--- Materials provided ---

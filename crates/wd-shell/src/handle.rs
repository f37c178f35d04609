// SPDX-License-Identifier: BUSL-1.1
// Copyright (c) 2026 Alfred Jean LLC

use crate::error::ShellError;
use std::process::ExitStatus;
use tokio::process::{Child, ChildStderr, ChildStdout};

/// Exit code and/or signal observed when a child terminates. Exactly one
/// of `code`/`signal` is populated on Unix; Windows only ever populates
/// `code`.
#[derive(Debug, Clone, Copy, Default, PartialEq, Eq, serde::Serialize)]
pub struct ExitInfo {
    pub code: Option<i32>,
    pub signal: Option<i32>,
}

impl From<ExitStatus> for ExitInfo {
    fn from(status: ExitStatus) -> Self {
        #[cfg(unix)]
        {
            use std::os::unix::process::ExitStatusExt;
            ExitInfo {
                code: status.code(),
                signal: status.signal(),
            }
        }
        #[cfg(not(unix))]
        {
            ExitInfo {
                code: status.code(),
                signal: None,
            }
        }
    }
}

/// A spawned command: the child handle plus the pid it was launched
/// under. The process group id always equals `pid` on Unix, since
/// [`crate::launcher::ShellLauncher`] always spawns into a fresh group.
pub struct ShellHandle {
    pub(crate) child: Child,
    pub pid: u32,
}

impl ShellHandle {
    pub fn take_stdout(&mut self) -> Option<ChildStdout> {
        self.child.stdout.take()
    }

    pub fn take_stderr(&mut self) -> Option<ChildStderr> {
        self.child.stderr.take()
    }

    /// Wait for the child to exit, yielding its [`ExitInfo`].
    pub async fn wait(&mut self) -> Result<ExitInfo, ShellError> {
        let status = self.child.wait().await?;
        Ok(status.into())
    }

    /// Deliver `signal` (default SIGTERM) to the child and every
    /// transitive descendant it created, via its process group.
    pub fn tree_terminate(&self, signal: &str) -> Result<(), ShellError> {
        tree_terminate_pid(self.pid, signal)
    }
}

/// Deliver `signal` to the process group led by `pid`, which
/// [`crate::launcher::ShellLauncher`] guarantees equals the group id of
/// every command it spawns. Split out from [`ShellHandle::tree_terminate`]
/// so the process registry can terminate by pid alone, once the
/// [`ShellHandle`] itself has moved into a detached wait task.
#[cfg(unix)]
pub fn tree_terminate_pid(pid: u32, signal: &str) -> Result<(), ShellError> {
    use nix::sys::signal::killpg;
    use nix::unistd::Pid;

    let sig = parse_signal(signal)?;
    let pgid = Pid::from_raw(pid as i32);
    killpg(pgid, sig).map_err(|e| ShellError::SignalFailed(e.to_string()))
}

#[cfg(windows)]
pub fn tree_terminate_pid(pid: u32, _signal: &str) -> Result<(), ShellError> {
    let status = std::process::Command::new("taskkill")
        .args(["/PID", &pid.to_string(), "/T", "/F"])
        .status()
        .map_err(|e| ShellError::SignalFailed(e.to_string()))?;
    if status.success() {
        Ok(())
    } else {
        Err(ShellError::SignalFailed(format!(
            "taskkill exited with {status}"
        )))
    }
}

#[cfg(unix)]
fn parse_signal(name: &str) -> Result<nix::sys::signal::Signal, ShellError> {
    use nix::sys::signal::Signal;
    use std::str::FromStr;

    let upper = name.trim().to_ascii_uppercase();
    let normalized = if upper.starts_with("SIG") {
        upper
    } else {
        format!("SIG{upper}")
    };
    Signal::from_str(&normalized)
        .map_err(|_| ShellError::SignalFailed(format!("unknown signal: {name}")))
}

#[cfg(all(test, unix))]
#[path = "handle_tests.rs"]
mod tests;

---

Activity: Return the material exactly as it was provided.

Solution below:
filename crates/wd-shell/src/handle.rs
repository f37c178f35d04609
// SPDX-License-Identifier: BUSL-1.1
// Copyright (c) 2026 Alfred Jean LLC

use crate::error::ShellError;
use std::process::ExitStatus;
use tokio::process::{Child, ChildStderr, ChildStdout};

/// Exit code and/or signal observed when a child terminates. Exactly one
/// of `code`/`signal` is populated on Unix; Windows only ever populates
/// `code`.
#[derive(Debug, Clone, Copy, Default, PartialEq, Eq, serde::Serialize)]
pub struct ExitInfo {
    pub code: Option<i32>,
    pub signal: Option<i32>,
}

impl From<ExitStatus> for ExitInfo {
    fn from(status: ExitStatus) -> Self {
        #[cfg(unix)]
        {
            use std::os::unix::process::ExitStatusExt;
            ExitInfo {
                code: status.code(),
                signal: status.signal(),
            }
        }
        #[cfg(not(unix))]
        {
            ExitInfo {
                code: status.code(),
                signal: None,
            }
        }
    }
}

/// A spawned command: the child handle plus the pid it was launched
/// under. The process group id always equals `pid` on Unix, since
/// [`crate::launcher::ShellLauncher`] always spawns into a fresh group.
pub struct ShellHandle {
    pub(crate) child: Child,
    pub pid: u32,
}

impl ShellHandle {
    pub fn take_stdout(&mut self) -> Option<ChildStdout> {
        self.child.stdout.take()
    }

    pub fn take_stderr(&mut self) -> Option<ChildStderr> {
        self.child.stderr.take()
    }

    /// Wait for the child to exit, yielding its [`ExitInfo`].
    pub async fn wait(&mut self) -> Result<ExitInfo, ShellError> {
        let status = self.child.wait().await?;
        Ok(status.into())
    }

    /// Deliver `signal` (default SIGTERM) to the child and every
    /// transitive descendant it created, via its process group.
    pub fn tree_terminate(&self, signal: &str) -> Result<(), ShellError> {
        tree_terminate_pid(self.pid, signal)
    }
}

/// Deliver `signal` to the process group led by `pid`, which
/// [`crate::launcher::ShellLauncher`] guarantees equals the group id of
/// every command it spawns. Split out from [`ShellHandle::tree_terminate`]
/// so the process registry can terminate by pid alone, once the
/// [`ShellHandle`] itself has moved into a detached wait task.
#[cfg(unix)]
pub fn tree_terminate_pid(pid: u32, signal: &str) -> Result<(), ShellError> {
    use nix::sys::signal::killpg;
    use nix::unistd::Pid;

    let sig = parse_signal(signal)?;
    let pgid = Pid::from_raw(pid as i32);
    killpg(pgid, sig).map_err(|e| ShellError::SignalFailed(e.to_string()))
}

#[cfg(windows)]
pub fn tree_terminate_pid(pid: u32, _signal: &str) -> Result<(), ShellError> {
    let status = std::process::Command::new("taskkill")
        .args(["/PID", &pid.to_string(), "/T", "/F"])
        .status()
        .map_err(|e| ShellError::SignalFailed(e.to_string()))?;
    if status.success() {
        Ok(())
    } else {
        Err(ShellError::SignalFailed(format!(
            "taskkill exited with {status}"
        )))
    }
}

#[cfg(unix)]
fn parse_signal(name: &str) -> Result<nix::sys::signal::Signal, ShellError> {
    use nix::sys::signal::Signal;
    use std::str::FromStr;

    let upper = name.trim().to_ascii_uppercase();
    let normalized = if upper.starts_with("SIG") {
        upper
    } else {
        format!("SIG{upper}")
    };
    Signal::from_str(&normalized)
        .map_err(|_| ShellError::SignalFailed(format!("unknown signal: {name}")))
}

#[cfg(all(test, unix))]
#[path = "handle_tests.rs"]
mod tests;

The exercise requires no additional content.